Re: CSA 4.5.1.639 triggering an Alert with IE

kerraj2004 · ‎08-25-2006

Does anyone know why IE keeps trying to perform this action? While searching i get prompts but cant determine what it is doing or if it should be allowed. Any ideas?

The process 'C:\Program Files\Internet Explorer\IEXPLORE.EXE' (as user **/**) attempted to access the registry key '\REGISTRY\MACHINE\SOFTWARE\Classes\.htm\OpenWithList\Microsoft Office Word\shell\edit\command', value ''. The attempted access was a write (operation = DELETE/KEY). The user was queried and a 'No' response was received.

joseph.hamilton · ‎08-25-2006

we also had this occur. We had to layer our System Hardening Module for a different issue and since then, the event has not occured. I think our attempt to alleviate this problem was going to be limiting the registry values the Web browser could write to non-system files.

As for the specific one that's coming up, that can be blocked without affecting user performance.

kerraj2004 · ‎08-28-2006

Thanks, glad to hear that someone else had this arise. I just wanted to know what it was doing before I create a rule for it. I did deny 3 other rules and it appears no to have any negitive impact.

joseph.hamilton · ‎08-28-2006

well, the registry key the event refers to basically adds to the "Open With" list for that extension.

That can be done manually, plus even when I allowed it to be written, nothing chnged in the registry.

kerraj2004 · ‎08-30-2006

So, when you created exceptions for and IE did you create denies?

If so, when you create a deny rule can it be stopped from logging on the local machine so that it does not cause the flag to wave and the end users to see??

Thx

tsteger1 · ‎08-30-2006

Deny rules can be set to deny (not strong deny), not log and to take precedence over other deny rules.

That should keep the users from seeing anything.

Tom S

kerraj2004 · ‎09-01-2006

I have set up the deny rule as a "high priority" deny with take precedence over other deny rules checked. This has not stopped the agent from logging this activity. The CSAMC does not log the activity but I cant stop it on the local agent.

tsteger1 · ‎09-02-2006

Change it from 'high priority deny' to 'deny' and it should stop logging at the local agent.

Tom S

kerraj2004 · ‎09-05-2006

The only way to deny these processes is to use HIGH PRIORITY DENY but still unable to stop the logging on the local workstation.

Adam

tsteger1 · ‎09-07-2006

Why won't 'deny' work? Is there another rule that is conflicting?

kerraj2004 · ‎09-08-2006

That is a very good question and I even have the the this rule take precedence over other denies checked.

tsteger1 · ‎09-08-2006

Try changing it to 'deny' not 'priority deny' and see if it still logs at the station.

I believe that precedence only works for the same level of action.

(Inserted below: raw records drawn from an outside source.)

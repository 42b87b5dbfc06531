//! Workflow integration tests
//!
//! Tests for complete workflows that exercise multiple commands
//! and validate end-to-end behavior.

pub mod config_management;
pub mod edit_history;
pub mod edge_cases;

If you have a 'priority deny', it only takes precedence over other 'priority deny' rules. It has no effect on deny rules.

Tom S

RichardSW · ‎09-10-2006

Yea, it has to do with IE referencing the registry for the HTML editor option.

You may have Word set as your html editor in IE. Open IE, go to Tools, Internet Options, Programs tab, change HTML Editor to "Notepad". After you Apply, you'll notice that the Standard Buttons bar will include a notepad icon instead of a Word icon.